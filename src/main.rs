//! Headless engine runner (default binary).
//!
//! Drives a seeded engine at a fixed 60 Hz timestep with no player input
//! and prints the events it drains each frame, then the final score. With
//! `--json`, each frame is emitted as one adapter observation line instead.
//! This is a driver for smoke-running the engine, not a presentation
//! layer: no rendering, no keyboard polling.

use anyhow::{anyhow, Result};

use blockfall::adapter::{observation_from_snapshot, to_json_line};
use blockfall::engine::GameEngine;
use blockfall::types::{GameEvent, TICK_S};

#[derive(Debug, Clone, Copy, PartialEq, Eq)]
struct RunConfig {
    seed: u32,
    ticks: u32,
    json: bool,
}

impl Default for RunConfig {
    fn default() -> Self {
        Self {
            seed: 1,
            ticks: 3600,
            json: false,
        }
    }
}

fn parse_args(args: &[String]) -> Result<RunConfig> {
    let mut config = RunConfig::default();
    let mut i = 0usize;
    while i < args.len() {
        match args[i].as_str() {
            "--seed" => {
                i += 1;
                let v = args
                    .get(i)
                    .ok_or_else(|| anyhow!("missing value for --seed"))?;
                config.seed = v
                    .parse::<u32>()
                    .map_err(|_| anyhow!("invalid --seed value: {}", v))?;
            }
            "--ticks" => {
                i += 1;
                let v = args
                    .get(i)
                    .ok_or_else(|| anyhow!("missing value for --ticks"))?;
                config.ticks = v
                    .parse::<u32>()
                    .map_err(|_| anyhow!("invalid --ticks value: {}", v))?;
            }
            "--json" => {
                config.json = true;
            }
            other => {
                return Err(anyhow!("unknown argument: {}", other));
            }
        }
        i += 1;
    }
    Ok(config)
}

fn run(config: RunConfig) -> Result<()> {
    let mut engine = GameEngine::new(config.seed);
    let mut events: Vec<GameEvent> = Vec::new();

    for frame in 0..config.ticks {
        engine.tick(TICK_S);

        events.clear();
        while let Some(event) = engine.pop_event() {
            events.push(event);
        }

        if config.json {
            let snapshot = engine.snapshot();
            let ts = (frame as f32 * TICK_S * 1000.0) as u64;
            let message = observation_from_snapshot(frame as u64 + 1, ts, &snapshot, &events);
            print!("{}", to_json_line(&message)?);
        } else {
            for event in &events {
                match event {
                    GameEvent::LinesCleared { count } => {
                        println!("[{}] cleared {} line(s)", frame, count)
                    }
                    GameEvent::Message(message) => println!("[{}] {}", frame, message.as_str()),
                    GameEvent::GameOver => println!("[{}] game over", frame),
                }
            }
        }

        if engine.game_over() {
            break;
        }
    }

    if !config.json {
        println!("final score: {}", engine.score());
    }
    Ok(())
}

fn main() -> Result<()> {
    let args: Vec<String> = std::env::args().skip(1).collect();
    let config = parse_args(&args)?;
    run(config)
}

#[cfg(test)]
mod tests {
    use super::*;

    #[test]
    fn parse_args_uses_defaults() {
        let config = parse_args(&[]).unwrap();
        assert_eq!(config, RunConfig::default());
    }

    #[test]
    fn parse_args_parses_seed_ticks_json() {
        let args = vec![
            "--seed".to_string(),
            "42".to_string(),
            "--ticks".to_string(),
            "120".to_string(),
            "--json".to_string(),
        ];
        let config = parse_args(&args).unwrap();
        assert_eq!(
            config,
            RunConfig {
                seed: 42,
                ticks: 120,
                json: true
            }
        );
    }

    #[test]
    fn parse_args_rejects_unknown_flags() {
        let args = vec!["--speed".to_string()];
        assert!(parse_args(&args).is_err());
    }

    #[test]
    fn parse_args_rejects_missing_values() {
        let args = vec!["--seed".to_string()];
        assert!(parse_args(&args).is_err());
    }
}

#####

- **Task description**
Please return the records above in their exact form.

- **Solution to this task**
filename src/main.rs
//! Headless engine runner (default binary).
//!
//! Drives a seeded engine at a fixed 60 Hz timestep with no player input
//! and prints the events it drains each frame, then the final score. With
//! `--json`, each frame is emitted as one adapter observation line instead.
//! This is a driver for smoke-running the engine, not a presentation
//! layer: no rendering, no keyboard polling.

use anyhow::{anyhow, Result};

use blockfall::adapter::{observation_from_snapshot, to_json_line};
use blockfall::engine::GameEngine;
use blockfall::types::{GameEvent, TICK_S};

#[derive(Debug, Clone, Copy, PartialEq, Eq)]
struct RunConfig {
    seed: u32,
    ticks: u32,
    json: bool,
}

impl Default for RunConfig {
    fn default() -> Self {
        Self {
            seed: 1,
            ticks: 3600,
            json: false,
        }
    }
}

fn parse_args(args: &[String]) -> Result<RunConfig> {
    let mut config = RunConfig::default();
    let mut i = 0usize;
    while i < args.len() {
        match args[i].as_str() {
            "--seed" => {
                i += 1;
                let v = args
                    .get(i)
                    .ok_or_else(|| anyhow!("missing value for --seed"))?;
                config.seed = v
                    .parse::<u32>()
                    .map_err(|_| anyhow!("invalid --seed value: {}", v))?;
            }
            "--ticks" => {
                i += 1;
                let v = args
                    .get(i)
                    .ok_or_else(|| anyhow!("missing value for --ticks"))?;
                config.ticks = v
                    .parse::<u32>()
                    .map_err(|_| anyhow!("invalid --ticks value: {}", v))?;
            }
            "--json" => {
                config.json = true;
            }
            other => {
                return Err(anyhow!("unknown argument: {}", other));
            }
        }
        i += 1;
    }
    Ok(config)
}

fn run(config: RunConfig) -> Result<()> {
    let mut engine = GameEngine::new(config.seed);
    let mut events: Vec<GameEvent> = Vec::new();

    for frame in 0..config.ticks {
        engine.tick(TICK_S);

        events.clear();
        while let Some(event) = engine.pop_event() {
            events.push(event);
        }

        if config.json {
            let snapshot = engine.snapshot();
            let ts = (frame as f32 * TICK_S * 1000.0) as u64;
            let message = observation_from_snapshot(frame as u64 + 1, ts, &snapshot, &events);
            print!("{}", to_json_line(&message)?);
        } else {
            for event in &events {
                match event {
                    GameEvent::LinesCleared { count } => {
                        println!("[{}] cleared {} line(s)", frame, count)
                    }
                    GameEvent::Message(message) => println!("[{}] {}", frame, message.as_str()),
                    GameEvent::GameOver => println!("[{}] game over", frame),
                }
            }
        }

        if engine.game_over() {
            break;
        }
    }

    if !config.json {
        println!("final score: {}", engine.score());
    }
    Ok(())
}

fn main() -> Result<()> {
    let args: Vec<String> = std::env::args().skip(1).collect();
    let config = parse_args(&args)?;
    run(config)
}

#[cfg(test)]
mod tests {
    use super::*;

    #[test]
    fn parse_args_uses_defaults() {
        let config = parse_args(&[]).unwrap();
        assert_eq!(config, RunConfig::default());
    }

    #[test]
    fn parse_args_parses_seed_ticks_json() {
        let args = vec![
            "--seed".to_string(),
            "42".to_string(),
            "--ticks".to_string(),
            "120".to_string(),
            "--json".to_string(),
        ];
        let config = parse_args(&args).unwrap();
        assert_eq!(
            config,
            RunConfig {
                seed: 42,
                ticks: 120,
                json: true
            }
        );
    }

    #[test]
    fn parse_args_rejects_unknown_flags() {
        let args = vec!["--speed".to_string()];
        assert!(parse_args(&args).is_err());
    }

    #[test]
    fn parse_args_rejects_missing_values() {
        let args = vec!["--seed".to_string()];
        assert!(parse_args(&args).is_err());
    }
}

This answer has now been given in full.